Mervat Ahmed Abd Rabou and Fatma Ahmed Eid, 2017. Possible Protective Role of Parsley Extract on the Diabetic Pregnant Rats and Their Fetuses. Pakistan Journal of Biological Sciences, 20: 552-562.

DOI: 10.3923/pjbs.2017.552.562

URL: https://scialert.net/abstract/?doi=pjbs.2017.552.562

INTRODUCTION

Diabetes mellitus can damage numerous tissues especially the reproductive system1,2. Diabetes mellitus is multifactorial disease and it has 3 types: type1: an autoimmune β-cell destruction, type 2: a combination of insulin resistance in the peripheral tissues and β-cell failure and the third type is gestational diabetes (GDM). Number of individuals affected by diabetes is expected to reach 438.4 million in 2030 all over the world3.

Gestational diabetes mellitus is a life-threatening disease characterized by hyperglycaemia as a result of failure in insulin production by pancreatic beta cells defects in insulin secretion, insulin action or both4. Diabetes during pregnancy leads to adverse short-term and long-term metabolic states in both the mother and fetuses5,6.

GDM reduced the number of nerve fibers and thickness of the myelin sheath7. It is increasing year by year and affected by maternal age and obesity8. The insulin resistance (IR) is the common in the late stage of pregnancy in gestational diabetes mellitus9.

Mothers whom suffer from diabetes mellitus their infants have been at significantly greater risk for abortion, congenital malformations, stillbirth, perinatal morbidity and mortality.
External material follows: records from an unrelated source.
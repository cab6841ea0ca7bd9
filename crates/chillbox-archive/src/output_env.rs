//! `NAME='value'` env files for sourcing from other scripts:
//!
//! ```sh
//! set -a; . "$(chillbox output-env)"; set +a
//! ```

use std::collections::BTreeMap;
use std::path::PathBuf;

use chillbox_core::config::ChillboxConfig;
use chillbox_core::{shell, ChillboxResult};
use chillbox_secrets::{ShredGuard, TempRecords};
use secrecy::{ExposeSecret, SecretString};
use zeroize::Zeroizing;

use crate::state::{ArchiveState, OUTPUT_ENV_TEMP};

/// Sorted `NAME='value'` lines. Secrets are included only when given.
pub fn env_lines(
    config: &ChillboxConfig,
    secrets: Option<&BTreeMap<String, SecretString>>,
) -> Zeroizing<String> {
    let mut vars: BTreeMap<&str, &str> = BTreeMap::new();
    vars.insert("CHILLBOX_INSTANCE", &config.instance);
    let archive = config.archive_directory.to_string_lossy();
    vars.insert("CHILLBOX_ARCHIVE_DIRECTORY", &archive);
    for (k, v) in &config.env {
        vars.insert(k, v);
    }
    if let Some(secrets) = secrets {
        for (k, v) in secrets {
            vars.insert(k, v.expose_secret());
        }
    }

    let lines = vars
        .into_iter()
        .map(|(k, v)| format!("{k}={}", shell::quote(v)))
        .collect::<Vec<_>>();
    Zeroizing::new(lines.join("\n") + "\n")
}

/// Replace any previous env file with a new one and record it in state.
pub fn write_output_env(
    state: &mut ArchiveState,
    config: &ChillboxConfig,
    secrets: Option<&BTreeMap<String, SecretString>>,
) -> ChillboxResult<PathBuf> {
    state.shred_recorded(OUTPUT_ENV_TEMP)?;

    let file = tempfile::Builder::new()
        .prefix("chillbox-")
        .suffix(".chillbox.env")
        .tempfile()?;
    let (_, path) = file.keep().map_err(|e| e.error)?;
    let guard = ShredGuard::new(&path);
    state.record_temp(OUTPUT_ENV_TEMP, &path)?;

    std::fs::write(guard.path(), env_lines(config, secrets).as_bytes())?;
    tracing::info!(path = %path.display(), sensitive = secrets.is_some(), "wrote env file");
    Ok(guard.into_path())
}

/// Shred the recorded env file, if any.
pub fn clean_output_env(state: &mut ArchiveState) -> ChillboxResult<Option<PathBuf>> {
    state.shred_recorded(OUTPUT_ENV_TEMP)
}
Fetuses of diabetic mothers have hypoinsulinemia that related to β-cell exhaustion showed growth retardation10.

Chemical drugs have side effects, so use of medicinal plants has a long history in treatment of lot of diseases and health maintenance11. Medicinal plants are effective in controlling glucose level and they are considered as alternative therapy for treatment of diabetes mellitus12. Parsley leaf is a source of natural antioxidants and have several functions in human body and prevent food from oxidation processes13. Flavonoids are one component of parsley and exhibit biological activities such as anti-inflammatory antiallergenic and antiviral14. Parsley is one of the richest sources of phenolic aglycone, apigenin which are common culinary herbs consumed globally15.

Parsley has wide range of pharmacological activities which are including brain protection, antioxidant, hepatoprotective, anti-diabetic, analgesic, laxative, spasmolytic, immunosuppressant, anti-platelet, gastroprotective, cytoprotective, estrogenic, diuretic, hypotensive, antibacterial and antifungal activities16.

Parsley extracts are used as antidiabetic and antioxidant agents in type 1 diabetes mellitus12.

Kidney failure can lead to death in diabetes17,18. Maternal hyperglycemia is associated with neonates that are at greater risk for future development of negative health outcomes such as insulin resistance, obesity, metabolic syndrome and type 2 diabetes mellitus19.

Diabetes causes nephropathy, destroys distal tubular epithelium, cytoplasmic changes, thickness in small arteries and glomerulosclerosis which causes thickened glomerular basement membranes with increased extracellular matrix deposition20,21.

Parsley maintains health of kidney and the histopathological examinations confirmed the potential prophylactic and curative roles of parsley aqueous extract in inhibition of formation of renal stones associated with decreased calcium kidney content22,23. The current study aimed to investigate the possible anti-diabetic and antioxidant role of aqueous parsley extract.

MATERIALS AND METHODS

Experimental animals: A total of 50 female albino rats and 25 male, weight 200-220 g were selected. Rats fed on standard diet and some vegetables. Glucose level was determined (If the serum glucose level was more than 7.0 mmol L–1, the rats were excluded). Before the experiment, all rats were stayed for 2 weeks in metal cages under standard laboratory conditions of light (12 h light/dark cycle), temperature 25±5 and then the experiment was started.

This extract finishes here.